Cecil Sawh, who migrated in 1959, has been visiting Guyana from time to time. He said that when he arrived in Guyana last Friday and was passing through Customs, he noticed that the questions being asked of him were too many. He was asked where he was living, how much money he was travelling with and several other questions.
The man, who has experience in security, related that he was very concerned about the line of questioning and took a decision to respond to the questions in a certain manner, which did not provide the officers with the exact information that could possibly lead to him being attacked on his way to his local destination or as soon as he showed up.
LEAKING INFORMATION TO CRIMINALS
He said that based on the reports he had read about incidents of armed robbery in which visiting persons were victims, he is convinced that the immigration or customs officers are passing information onto persons outside the system about passengers.

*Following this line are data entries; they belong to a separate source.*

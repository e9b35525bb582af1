//! Composite identity of a persisted transfer

use serde_json::Value;

/// `(ParcelNumber, Date, Price, DocumentLink)` in canonical form.
///
/// Each part is the JSON text of the source value, `None` when missing or
/// null. Strings keep their quotes, so `"250000"` and `250000` differ;
/// integral floats collapse to integers, so `250000.0` and `250000` match.
#[derive(Debug, Clone, PartialEq, Eq, Hash)]
pub struct RecordKey {
    parcel_number: Option<String>,
    date: Option<String>,
    price: Option<String>,
    document_link: Option<String>,
}

impl RecordKey {
    pub fn new(parcel_number: &Value, date: &Value, price: &Value, document_link: &Value) -> Self {
        Self {
            parcel_number: canonical(parcel_number),
            date: canonical(date),
            price: canonical(price),
            document_link: canonical(document_link),
        }
    }

    /// Key of a raw transfer, given its parcel number and `Grantor` record
    pub fn from_grantor(parcel_number: &Value, grantor: &Value) -> Self {
        Self::new(
            parcel_number,
            field(grantor, "Date"),
            field(grantor, "Price"),
            field(grantor, "BureauOfConveyancesLink"),
        )
    }

    /// Key of a record already in the output file
    pub fn from_persisted(record: &Value) -> Self {
        Self::new(
            field(record, "ParcelNumber"),
            field(record, "Date"),
            field(record, "Price"),
            field(record, "BureauOfConveyancesLink"),
        )
    }
}

fn field<'a>(object: &'a Value, name: &str) -> &'a Value {
    object.get(name).unwrap_or(&Value::Null)
}

/// Largest integer an f64 represents exactly
const MAX_EXACT_F64: f64 = 9_007_199_254_740_992.0;

fn canonical(value: &Value) -> Option<String> {
    match value {
        Value::Null => None,
        Value::Number(n) => match n.as_f64() {
            Some(f) if !n.is_i64() && !n.is_u64() && f.fract() == 0.0 && f.abs() < MAX_EXACT_F64 => {
                Some(format!("{}", f as i64))
            }
            _ => Some(n.to_string()),
        },
        other => Some(other.to_string()),
    }
}
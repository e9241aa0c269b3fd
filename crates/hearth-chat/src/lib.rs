//! Hearth Chat: a single-room desktop chat that hosts the message action sheet.
//!
//! Re-exports components and state for embedding in other apps.

pub mod components;
pub mod state;

/// Chat-specific CSS for embedding in host apps.
pub const CHAT_CSS: &str = include_str!("style.css");
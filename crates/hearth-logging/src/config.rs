//! Configuration types for the logging system

use std::path::PathBuf;

use serde::{Deserialize, Serialize};

/// Main logging configuration
#[derive(Debug, Clone, Serialize, Deserialize)]
pub struct LogConfig {
    /// Default log level (can be overridden by RUST_LOG)
    pub default_level: String,

    /// Console output configuration
    pub console: ConsoleConfig,

    /// File output configuration
    pub file: Option<FileConfig>,

    /// JSONL output configuration
    pub jsonl: JsonlConfig,
}

impl Default for LogConfig {
    fn default() -> Self {
        Self {
            default_level: "info".to_string(),
            console: ConsoleConfig::default(),
            file: None,
            jsonl: JsonlConfig::default(),
        }
    }
}

impl LogConfig {
    /// Create a config for development (verbose console output)
    pub fn development() -> Self {
        Self {
            default_level: "debug".to_string(),
            console: ConsoleConfig {
                enabled: true,
                pretty: true,
                ansi: true,
            },
            ..Default::default()
        }
    }

    /// Create a config for production (JSONL file output only)
    pub fn production(log_dir: PathBuf) -> Self {
        Self {
            default_level: "info".to_string(),
            console: ConsoleConfig {
                enabled: false,
                pretty: false,
                ansi: false,
            },
            file: Some(FileConfig {
                directory: log_dir,
                prefix: "hearth".to_string(),
                rotation: RotationStrategy::Daily,
                max_files: Some(30),
            }),
            jsonl: JsonlConfig::default(),
        }
    }

    /// Create a config for testing (minimal output)
    pub fn testing() -> Self {
        Self {
            default_level: "warn".to_string(),
            console: ConsoleConfig {
                enabled: true,
                pretty: false,
                ansi: false,
            },
            ..Default::default()
        }
    }
}

/// Console output configuration
#[derive(Debug, Clone, Serialize, Deserialize)]
pub struct ConsoleConfig {
    /// Enable console output
    pub enabled: bool,
    /// Use pretty (human-readable) format
    pub pretty: bool,
    /// Include ANSI colors
    pub ansi: bool,
}

impl Default for ConsoleConfig {
    fn default() -> Self {
        Self {
            enabled: true,
            pretty: false, // JSONL by default
            ansi: false,
        }
    }
}

/// File output configuration
#[derive(Debug, Clone, Serialize, Deserialize)]
pub struct FileConfig {
    /// Directory for log files
    pub directory: PathBuf,
    /// File name prefix
    pub prefix: String,
    /// Rotation strategy
    pub rotation: RotationStrategy,
    /// Maximum rotated files to retain
    pub max_files: Option<usize>,
}

impl Default for FileConfig {
    fn default() -> Self {
        Self {
            directory: PathBuf::from("./logs"),
            prefix: "hearth".to_string(),
            rotation: RotationStrategy::Daily,
            max_files: Some(7),
        }
    }
}

/// File rotation strategy
#[derive(Debug, Clone, Copy, PartialEq, Eq, Serialize, Deserialize, Default)]
pub enum RotationStrategy {
    /// Rotate daily
    #[default]
    Daily,
    /// Rotate hourly
    Hourly,
    /// Never rotate (single file, truncated at startup)
    Never,
}

/// JSONL formatting configuration
#[derive(Debug, Clone, Serialize, Deserialize)]
pub struct JsonlConfig {
    /// Flatten event fields to root level
    pub flatten_events: bool,
    /// Include span list in events
    pub include_spans: bool,
    /// Include file/line information
    pub include_location: bool,
}

impl Default for JsonlConfig {
    fn default() -> Self {
        Self {
            flatten_events: true,
            include_spans: true,
            include_location: true,
        }
    }
}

Sawh proposes that the system for picking up and dropping off persons from the airport should be more structured. This would entail taxi drivers plying their trade at the airport stating their destinations before leaving the airport among other systems which could be explored.
The UK citizen also suggested that there be greater police presence along the East Bank Demerara route to ensure safe passage of passengers returning from overseas destinations.
Just recently the Guyana Police Force dismantled a gang which it said was responsible for robberies along the East Bank Demerara and illegal road blocks along several parts of the country when persons were robbed and beaten.
The persons who were held in connection with those illegal acts have been placed before the courts and weapons which were found in their possession were also connected to at least two murders and robberies on the East Bank.
A source close to the operations of the Immigration Department told this newspaper on Wednesday that the questions asked of the man might have been necessary, if he had been identified as a person of interest by a regional watchdog unit, which focuses on security within the Caribbean.
Meanwhile, in recent times, the Guyana Police Force Immigration Department has been rated as having the most polite members within the public sector, given the manner in which officers deal with members of the public at the airports, passport offices or even on the go.